Saved entries
***

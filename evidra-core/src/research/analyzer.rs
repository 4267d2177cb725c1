//! Query analyzer: splits the per-round "others" budget across the
//! journal, preprint and trial providers.
//!
//! Each provider gets a base weight of 1 plus 2 per keyword of its family
//! found in the query. Counts are apportioned with the largest-remainder
//! method, so the three counts always sum to the budget exactly. Remainder
//! ties go to journal, then preprint, then trials.

use serde::{Deserialize, Serialize};

use super::sources::ProviderKind;
use crate::sanitize::turkish_lowercase;

const TRIAL_KEYWORDS: &[&str] = &[
    "klinik çalışma",
    "klinik deney",
    "clinical trial",
    "trial",
    "faz 2",
    "faz 3",
    "phase",
    "randomize",
    "rct",
    "plasebo",
    "placebo",
    "gönüllü",
    "recruiting",
];

const JOURNAL_KEYWORDS: &[&str] = &[
    "meta-analiz",
    "meta analiz",
    "meta-analysis",
    "systematic review",
    "sistematik derleme",
    "kılavuz",
    "guideline",
    "yan etki",
    "side effect",
    "mekanizma",
    "mechanism",
    "doz",
    "literatür",
    "makale",
    "kanıt",
    "evidence",
];

const PREPRINT_KEYWORDS: &[&str] = &[
    "preprint",
    "ön baskı",
    "en son",
    "en yeni",
    "güncel",
    "latest",
    "recent",
    "emerging",
    "novel",
    "yeni tedavi",
    "yeni çıkan",
];

/// How many records to request from each non-primary provider.
#[derive(Debug, Clone, Copy, PartialEq, Eq, Serialize, Deserialize)]
pub struct BudgetDistribution {
    pub journal: usize,
    pub preprint: usize,
    pub trials: usize,
}

impl BudgetDistribution {
    pub fn total(&self) -> usize {
        self.journal + self.preprint + self.trials
    }

    /// Count for a provider; `Web` is not part of the distribution and yields 0.
    pub fn get(&self, kind: ProviderKind) -> usize {
        match kind {
            ProviderKind::Web => 0,
            ProviderKind::Journal => self.journal,
            ProviderKind::Preprint => self.preprint,
            ProviderKind::Trials => self.trials,
        }
    }
}

#[derive(Debug, Clone, Default)]
pub struct QueryAnalyzer;

impl QueryAnalyzer {
    pub fn new() -> Self {
        Self
    }

    /// Split `budget` across the three non-primary providers.
    pub fn analyze(&self, query: &str, budget: usize) -> BudgetDistribution {
        let lowered = turkish_lowercase(query);
        let hits = [
            count_hits(&lowered, JOURNAL_KEYWORDS),
            count_hits(&lowered, PREPRINT_KEYWORDS),
            count_hits(&lowered, TRIAL_KEYWORDS),
        ];
        let weights = hits.map(|h| 1 + 2 * h);
        let counts = apportion(budget, &weights);
        BudgetDistribution {
            journal: counts[0],
            preprint: counts[1],
            trials: counts[2],
        }
    }
}

fn count_hits(text: &str, keywords: &[&str]) -> usize {
    keywords.iter().filter(|kw| text.contains(*kw)).count()
}

/// Largest-remainder apportionment of `total` by integer `weights`.
///
/// Ties on the remainder are resolved in index order.
fn apportion<const N: usize>(total: usize, weights: &[usize; N]) -> [usize; N] {
    let weight_sum: usize = weights.iter().sum();
    let mut counts = [0usize; N];
    if weight_sum == 0 {
        return counts;
    }

    let mut remainders = [(0usize, 0usize); N];
    let mut assigned = 0;
    for (i, w) in weights.iter().enumerate() {
        let numerator = total * w;
        counts[i] = numerator / weight_sum;
        remainders[i] = (numerator % weight_sum, i);
        assigned += counts[i];
    }

    // Sort by remainder desc, then index asc.
    remainders.sort_by(|a, b| b.0.cmp(&a.0).then(a.1.cmp(&b.1)));
    for &(_, i) in remainders.iter().take(total - assigned) {
        counts[i] += 1;
    }
    counts
}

***

Brief
Could you set down each entry above word for word?

Worked solution
filename evidra-core/src/research/analyzer.rs
repository 4267d2177cb725c1
//! Query analyzer: splits the per-round "others" budget across the
//! journal, preprint and trial providers.
//!
//! Each provider gets a base weight of 1 plus 2 per keyword of its family
//! found in the query. Counts are apportioned with the largest-remainder
//! method, so the three counts always sum to the budget exactly. Remainder
//! ties go to journal, then preprint, then trials.

use serde::{Deserialize, Serialize};

use super::sources::ProviderKind;
use crate::sanitize::turkish_lowercase;

const TRIAL_KEYWORDS: &[&str] = &[
    "klinik çalışma",
    "klinik deney",
    "clinical trial",
    "trial",
    "faz 2",
    "faz 3",
    "phase",
    "randomize",
    "rct",
    "plasebo",
    "placebo",
    "gönüllü",
    "recruiting",
];

const JOURNAL_KEYWORDS: &[&str] = &[
    "meta-analiz",
    "meta analiz",
    "meta-analysis",
    "systematic review",
    "sistematik derleme",
    "kılavuz",
    "guideline",
    "yan etki",
    "side effect",
    "mekanizma",
    "mechanism",
    "doz",
    "literatür",
    "makale",
    "kanıt",
    "evidence",
];

const PREPRINT_KEYWORDS: &[&str] = &[
    "preprint",
    "ön baskı",
    "en son",
    "en yeni",
    "güncel",
    "latest",
    "recent",
    "emerging",
    "novel",
    "yeni tedavi",
    "yeni çıkan",
];

/// How many records to request from each non-primary provider.
#[derive(Debug, Clone, Copy, PartialEq, Eq, Serialize, Deserialize)]
pub struct BudgetDistribution {
    pub journal: usize,
    pub preprint: usize,
    pub trials: usize,
}

impl BudgetDistribution {
    pub fn total(&self) -> usize {
        self.journal + self.preprint + self.trials
    }

    /// Count for a provider; `Web` is not part of the distribution and yields 0.
    pub fn get(&self, kind: ProviderKind) -> usize {
        match kind {
            ProviderKind::Web => 0,
            ProviderKind::Journal => self.journal,
            ProviderKind::Preprint => self.preprint,
            ProviderKind::Trials => self.trials,
        }
    }
}

#[derive(Debug, Clone, Default)]
pub struct QueryAnalyzer;

impl QueryAnalyzer {
    pub fn new() -> Self {
        Self
    }

    /// Split `budget` across the three non-primary providers.
    pub fn analyze(&self, query: &str, budget: usize) -> BudgetDistribution {
        let lowered = turkish_lowercase(query);
        let hits = [
            count_hits(&lowered, JOURNAL_KEYWORDS),
            count_hits(&lowered, PREPRINT_KEYWORDS),
            count_hits(&lowered, TRIAL_KEYWORDS),
        ];
        let weights = hits.map(|h| 1 + 2 * h);
        let counts = apportion(budget, &weights);
        BudgetDistribution {
            journal: counts[0],
            preprint: counts[1],
            trials: counts[2],
        }
    }
}

fn count_hits(text: &str, keywords: &[&str]) -> usize {
    keywords.iter().filter(|kw| text.contains(*kw)).count()
}

/// Largest-remainder apportionment of `total` by integer `weights`.
///
/// Ties on the remainder are resolved in index order.
fn apportion<const N: usize>(total: usize, weights: &[usize; N]) -> [usize; N] {
    let weight_sum: usize = weights.iter().sum();
    let mut counts = [0usize; N];
    if weight_sum == 0 {
        return counts;
    }

    let mut remainders = [(0usize, 0usize); N];
    let mut assigned = 0;
    for (i, w) in weights.iter().enumerate() {
        let numerator = total * w;
        counts[i] = numerator / weight_sum;
        remainders[i] = (numerator % weight_sum, i);
        assigned += counts[i];
    }

    // Sort by remainder desc, then index asc.
    remainders.sort_by(|a, b| b.0.cmp(&a.0).then(a.1.cmp(&b.1)));
    for &(_, i) in remainders.iter().take(total - assigned) {
        counts[i] += 1;
    }
    counts
}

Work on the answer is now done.